C’est ce rapprochement que semble indiquer le site Danger Room, dans sa nouvelle du 29 mai sur l’affaire Forgeard… Notamment ce passage:
«This comes at a sensitive time for EADS; it recently beat Boeing in a bid for the lucrative Air Force tanker deal. Boeing was originally tapped to provide the tankers, but the Air Force canceled the contract and held a new competition after it was revealed that a former weapons buyer held secret employment talks with Boeing. Two former Boeing officials eventually served time in prison. I bet French prisons serve better food.»
On dira aussitôt que l’affaire Forgeard n’a guère de rapport avec Boeing-Druyun, ni avec l’affaire de la sélection du KC-45. Ce n’est pas faux, selon une bonne logique. Mais ce n’est pas nécessairement la “bonne logique” qui gouverne les jugements, les attitudes et les positions dans cette sorte d’affaire. C’est l’“étiquette”, avec son contenu le plus vague possible; du moment que l’étiquette “corruption” peut être attachée à EADS par un biais ou l’autre, la perception se transforme. On peut être assuré que les partisans de Boeing dans cette affaire du KC-45 feront tout leur possible pour modifier la perception et attacher l’idée de corruption à EADS.
Par ailleurs, les Européens du domaine (aérospatial) sont mal vus en ce moment, et encore plus mal supportés. Danger Room va dans ce sens lorsqu’il commence sa note par le rappel des plus récents avatars de BAE aux USA : «European defense industry is having a bad month. A couple weeks ago, two senior officials at BAE Systems were briefly detained in the United States in connection to a bribery investigation, and now a former top official at EADS, which owns Airbus, is facing charges in France.»
Il est vrai qu’un sentiment anti-européen est en train d’apparaître à Washington dans ce domaine de l’aéronautique et de l’armement. Injustifié ou pas, là encore, il s’agit plutôt du domaine du constat. On pourra en mesurer la vigueur dès le mois prochain, lorsque le GAO rendra son avis sur la plainte de Boeing contre le choix d'EADS/Northrop pour le KC-45 de l’USAF.

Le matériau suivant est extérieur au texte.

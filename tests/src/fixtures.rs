//! Ledger wiring shared by the integration tests, properties and benchmarks.

use shared_bus::InMemoryEventBus;
use shared_crypto::{hash_domain, OracleKeyPair};
use shared_types::entities::{Address, Amount, Timestamp};
use std::sync::Arc;
use wave_ledger::adapters::{
    BeaconSigner, BusEventPublisher, InMemoryLedgerStore, InMemoryTreasury, SignedBeaconEntropy,
};
use wave_ledger::domain::{LedgerConfig, LedgerError, SubmitReceipt, DEFAULT_AWARD_THRESHOLD};
use wave_ledger::ports::{LedgerStore, WaveLedgerApi};
use wave_ledger::service::{LedgerDependencies, LedgerService};
use wave_ledger::RewardRandomizer;

/// 0.1 ether, as the portal is deployed with.
pub const DEPLOY_FUNDING: Amount = 100_000_000_000_000_000;

pub type PortalLedger<S> = LedgerService<
    S,
    Arc<SignedBeaconEntropy>,
    Arc<InMemoryTreasury>,
    BusEventPublisher<Arc<InMemoryEventBus>>,
>;

/// A ledger wired to a bus, a treasury and a deterministic beacon oracle.
///
/// The oracle publishes nothing on its own: every round comes from
/// `publish_round`, `wave` or `time_where`, and decides one submission.
pub struct Portal<S: LedgerStore> {
    pub ledger: PortalLedger<S>,
    pub bus: Arc<InMemoryEventBus>,
    pub treasury: Arc<InMemoryTreasury>,
    pub entropy: Arc<SignedBeaconEntropy>,
    pub oracle: BeaconSigner,
}

impl Portal<InMemoryLedgerStore> {
    pub fn in_memory(config: LedgerConfig) -> Self {
        Self::with_store(InMemoryLedgerStore::new(), config)
    }
}

impl<S: LedgerStore> Portal<S> {
    pub fn with_store(store: S, config: LedgerConfig) -> Self {
        let oracle = BeaconSigner::new(OracleKeyPair::from_seed([0x42; 32]));
        let entropy = Arc::new(SignedBeaconEntropy::new(oracle.public_key()));

        let bus = Arc::new(InMemoryEventBus::new());
        let treasury = Arc::new(InMemoryTreasury::new());
        let deps = LedgerDependencies {
            store,
            entropy: entropy.clone(),
            transfer: treasury.clone(),
            publisher: BusEventPublisher::new(bus.clone()),
        };
        Self {
            ledger: LedgerService::new(deps, config).expect("ledger init"),
            bus,
            treasury,
            entropy,
            oracle,
        }
    }

    /// Sign and install the oracle's next round. Randomness is derived from
    /// the round number so runs are reproducible.
    pub fn publish_round(&self) -> u64 {
        let round = self.entropy.latest_round().map_or(1, |r| r + 1);
        let randomness = hash_domain(b"wave-tests/beacon", &round.to_be_bytes());
        self.entropy
            .accept(self.oracle.sign(round, randomness))
            .expect("next round is fresh")
    }

    /// Publish a round, then submit against it.
    pub fn wave(
        &self,
        sender: Address,
        message: &str,
        now: Timestamp,
    ) -> Result<SubmitReceipt, LedgerError> {
        self.publish_round();
        self.ledger.submit_wave(sender, message, now)
    }

    /// Publish a round and return the first time at or after `from` for which
    /// `sender` is (not) awarded under it. Submit through `ledger` directly so
    /// the decision uses that round.
    pub fn time_where(&self, sender: &Address, awarded: bool, from: Timestamp) -> Timestamp {
        self.publish_round();
        let beacon = self.entropy.unspent_beacon().expect("round just published");
        let randomizer = RewardRandomizer::new(DEFAULT_AWARD_THRESHOLD);
        (from..)
            .find(|&t| randomizer.decide(sender, t, &beacon.randomness).awarded == awarded)
            .expect("award outcome reachable")
    }
}

/// Deterministic distinct address for test participant `n`.
pub fn participant(n: u8) -> Address {
    let mut address = [0u8; 20];
    address[0] = 0xEE;
    address[19] = n;
    address
}
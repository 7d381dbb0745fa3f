//! # Inbound Port - WaveLedgerApi
//!
//! Primary driving port exposing the wave ledger.

use crate::domain::{LedgerError, ServiceStats, SubmitReceipt, WaveRecord};
use shared_types::entities::{Address, Amount, Timestamp};

/// Primary API of the wave ledger.
///
/// Writes (`submit_wave`, `fund`) are serialized against each other. Reads may
/// run concurrently and return a copy consistent with some completed write.
///
/// # Example
///
/// ```rust,ignore
/// use wave_ledger::ports::WaveLedgerApi;
///
/// fn example(ledger: &impl WaveLedgerApi, now: u64) {
///     let receipt = ledger.submit_wave([0xAA; 20], "hi", now)?;
///     assert_eq!(receipt.total_waves, ledger.total_waves());
/// }
/// ```
pub trait WaveLedgerApi: Send + Sync {
    /// Submits a wave from `sender` at caller-supplied time `now` (Unix seconds).
    ///
    /// # Errors
    /// - `InvalidSender`: `sender` is the zero address. Nothing changes.
    /// - `InvalidMessage`: empty, blank or too long. Nothing changes.
    /// - `Denied`: sender is cooling down. Nothing changes.
    /// - `Entropy`: no unspent randomness round. Nothing changes.
    /// - `Storage`: commit failed. Nothing changes.
    ///
    /// A payout that cannot be made is reported in the receipt, not as an error.
    fn submit_wave(
        &self,
        sender: Address,
        message: &str,
        now: Timestamp,
    ) -> Result<SubmitReceipt, LedgerError>;

    fn total_waves(&self) -> usize;

    /// Every wave, oldest first.
    fn all_waves(&self) -> Vec<WaveRecord>;

    /// # Errors
    /// - `OutOfRange`: `index >= total_waves()`
    fn wave(&self, index: usize) -> Result<WaveRecord, LedgerError>;

    /// Waves from one sender, oldest first.
    fn waves_by(&self, sender: &Address) -> Vec<WaveRecord>;

    fn last_waved_at(&self, sender: &Address) -> Option<Timestamp>;

    /// Seconds until `sender` may wave again; 0 when allowed at `now`.
    fn cooldown_remaining(&self, sender: &Address, now: Timestamp) -> u64;

    fn balance(&self) -> Amount;

    /// Credits the pool and returns the new balance.
    ///
    /// # Errors
    /// - `InvalidAmount`: `amount == 0`
    /// - `BalanceOverflow`: the pool cannot hold the sum
    /// - `Storage`: commit failed
    fn fund(&self, amount: Amount) -> Result<Amount, LedgerError>;

    fn stats(&self) -> ServiceStats;
}
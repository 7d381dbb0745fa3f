//! # Shared Types Crate
//!
//! Primitive aliases and error types used across the wave ledger workspace.
//!
//! ## Design Principles
//!
//! - **Single Source of Truth**: `Address`, `Timestamp` and `Amount` are defined
//!   once here so the core, the bus and the runtime agree on representation.
//! - **No Behaviour**: this crate holds data definitions and small helpers only.
//!   The ledger state machine lives in `wave-ledger`.

pub mod entities;
pub mod errors;

pub use entities::*;
pub use errors::*;
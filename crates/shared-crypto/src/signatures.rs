//! # Oracle Signatures (Ed25519)
//!
//! Keys and signatures for an external randomness oracle. Every signed message
//! is prefixed with a domain tag so a beacon signature can't be reused as
//! anything else the oracle signs.

use crate::CryptoError;
use ed25519_dalek::{Signer, SigningKey, Verifier, VerifyingKey};

/// Oracle public key (32 bytes).
#[derive(Clone, Copy, Debug, PartialEq, Eq)]
pub struct OraclePublicKey([u8; 32]);

impl OraclePublicKey {
    /// Get raw bytes.
    pub fn as_bytes(&self) -> &[u8; 32] {
        &self.0
    }

    /// Verify `signature` over `domain || message`.
    pub fn verify(
        &self,
        domain: &[u8],
        message: &[u8],
        signature: &OracleSignature,
    ) -> Result<(), CryptoError> {
        let verifying_key =
            VerifyingKey::from_bytes(&self.0).map_err(|_| CryptoError::InvalidPublicKey)?;
        let sig = ed25519_dalek::Signature::from_bytes(&signature.0);

        verifying_key
            .verify(&tagged(domain, message), &sig)
            .map_err(|_| CryptoError::SignatureVerificationFailed)
    }
}

/// Oracle signature (64 bytes).
#[derive(Clone, Copy, Debug, PartialEq, Eq)]
pub struct OracleSignature([u8; 64]);

/// Oracle signing keypair. `SigningKey` wipes its secret on drop.
pub struct OracleKeyPair {
    signing_key: SigningKey,
}

impl OracleKeyPair {
    /// Generate a random keypair.
    pub fn generate() -> Self {
        Self {
            signing_key: SigningKey::generate(&mut rand::rngs::OsRng),
        }
    }

    /// Create from a 32-byte secret seed.
    pub fn from_seed(seed: [u8; 32]) -> Self {
        Self {
            signing_key: SigningKey::from_bytes(&seed),
        }
    }

    /// Get the public key.
    pub fn public_key(&self) -> OraclePublicKey {
        OraclePublicKey(self.signing_key.verifying_key().to_bytes())
    }

    /// Sign `domain || message`.
    pub fn sign(&self, domain: &[u8], message: &[u8]) -> OracleSignature {
        let sig = self.signing_key.sign(&tagged(domain, message));
        OracleSignature(sig.to_bytes())
    }
}

fn tagged(domain: &[u8], message: &[u8]) -> Vec<u8> {
    let mut out = Vec::with_capacity(8 + domain.len() + message.len());
    out.extend_from_slice(&(domain.len() as u64).to_be_bytes());
    out.extend_from_slice(domain);
    out.extend_from_slice(message);
    out
}
//! Adapters layer for the wave ledger.
//!
//! Concrete implementations of the outbound ports.

pub mod entropy;
pub mod publisher;
pub mod storage;
pub mod treasury;

pub use entropy::{Beacon, BeaconSigner, SignedBeaconEntropy};
pub use publisher::{BusEventPublisher, NoOpPublisher};
pub use storage::{FileLedgerStore, InMemoryLedgerStore};
pub use treasury::InMemoryTreasury;
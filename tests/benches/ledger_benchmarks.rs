//! # Wave Ledger Benchmarks
//!
//! | Component | Operation |
//! |-----------|-----------|
//! | RewardRandomizer | `decide` (one domain-separated SHA-256) |
//! | LedgerService | beacon round + `submit_wave` against the in-memory store |
//! | FileLedgerStore | `commit` with fsync |

use criterion::{black_box, criterion_group, criterion_main, Criterion, Throughput};
use std::time::Duration;
use wave_ledger::adapters::FileLedgerStore;
use wave_ledger::domain::{LedgerConfig, RewardRandomizer, WaveRecord, DEFAULT_AWARD_THRESHOLD};
use wave_ledger::ports::{LedgerCommit, LedgerStore};
use wave_tests::fixtures::Portal;

fn bench_randomizer(c: &mut Criterion) {
    let mut group = c.benchmark_group("reward-randomizer");
    let randomizer = RewardRandomizer::new(DEFAULT_AWARD_THRESHOLD);
    let sender = [0xAB; 20];
    let entropy = [0x17; 32];

    group.bench_function("decide", |b| {
        let mut now = 0u64;
        b.iter(|| {
            now += 1;
            black_box(randomizer.decide(&sender, now, &entropy))
        })
    });
    group.finish();
}

fn bench_submit_wave(c: &mut Criterion) {
    let mut group = c.benchmark_group("ledger-service");
    group.throughput(Throughput::Elements(1));

    group.bench_function("submit_wave_distinct_senders", |b| {
        let portal = Portal::in_memory(LedgerConfig::default());
        let mut n = 0u64;
        b.iter(|| {
            n += 1;
            let mut sender = [0u8; 20];
            sender[..8].copy_from_slice(&n.to_be_bytes());
            black_box(portal.wave(sender, "bench", 1_700_000_000))
        })
    });
    group.finish();
}

fn bench_file_commit(c: &mut Criterion) {
    let mut group = c.benchmark_group("file-ledger-store");
    group.measurement_time(Duration::from_secs(10));
    group.sample_size(20);

    let dir = tempfile::tempdir().expect("tempdir");
    let mut store = FileLedgerStore::open(dir.path()).expect("open log");
    let commit = LedgerCommit::Wave {
        record: WaveRecord {
            sender: [0xCD; 20],
            timestamp: 1_700_000_000,
            message: "a typical wave message".into(),
            seed: 42,
        },
        balance_after: 1_000,
    };

    group.bench_function("commit_fsync", |b| {
        b.iter(|| store.commit(black_box(&commit)).expect("commit"))
    });
    group.finish();
}

criterion_group!(benches, bench_randomizer, bench_submit_wave, bench_file_commit);
criterion_main!(benches);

Cette évolution pourrait aussi renforcer un phénomène en cours au sein d’EADS. La filiale EADS North America, qui a réalisé de bons succès depuis 2006-2007 (KC-45, vente de l’UH-72 Lacota, du HC-235A des Coast Guard), chercherait, poussée par certaines pressions US du Pentagone et alentour, à se transformer en une société de droit américain. Cela impliquerait une véritable rupture stratégique avec la maison-mère EADS en Europe, cette transformation conduisant à la mise en place d’un conseil d’administration de surveillance réservé à des membres de nationalité US, qui gérerait exclusivement la stratégie de la société selon les conceptions et les intérêts du Pentagone. EADS-Europe n’aurait plus alors accès qu’aux bilans financiers de EADS North America, sans le moindre contrôle sur les orientations stratégiques. Après nombre de filiales de BAE, dont BAE Systems North America (BAE Systems Inc.), l’offensive européenne d’investissement des marchés US se continuerait selon l’habituel schéma de l’américanisation intensive des branches européennes lancées dans l’aventure. On oublierait alors Forgeard et l’aventure aurait une morale qu’il nous serait loisible d’étudier de près. Le contrat du KC-45, – c'est peut-être le marché implicite qui s'esquisse avec des exigences du DoD dans le sens de l'“américanisations” de EADS North America, – serait payé au prix fort pour les Européens.